Lines in the following data that contain the string "Deserialize" are to be counted. Report only their number.

(Saved data entries)

════════════════════

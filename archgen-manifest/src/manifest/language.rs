//! Naming targets.

use std::{fmt, str::FromStr};

use serde::{Deserialize, Serialize};

/// Host language whose reserved words generated identifiers must avoid.
#[derive(Debug, Clone, Copy, Default, PartialEq, Eq, Hash, Deserialize, Serialize)]
#[serde(rename_all = "lowercase")]
pub enum Language {
    #[default]
    Rust,
    TypeScript,
    Go,
}

impl Language {
    /// Returns the language identifier as a static string.
    pub fn as_str(&self) -> &'static str {
        match self {
            Language::Rust => "rust",
            Language::TypeScript => "typescript",
            Language::Go => "go",
        }
    }
}

impl fmt::Display for Language {
    fn fmt(&self, f: &mut fmt::Formatter<'_>) -> fmt::Result {
        write!(f, "{}", self.as_str())
    }
}

impl FromStr for Language {
    type Err = String;

    fn from_str(s: &str) -> Result<Self, Self::Err> {
        match s.to_lowercase().as_str() {
            "rust" | "rs" => Ok(Language::Rust),
            "typescript" | "ts" => Ok(Language::TypeScript),
            "go" | "golang" => Ok(Language::Go),
            _ => Err(format!(
                "unknown naming target '{}', expected 'rust', 'typescript' or 'go'",
                s
            )),
        }
    }
}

════════════════════

• Written answer
2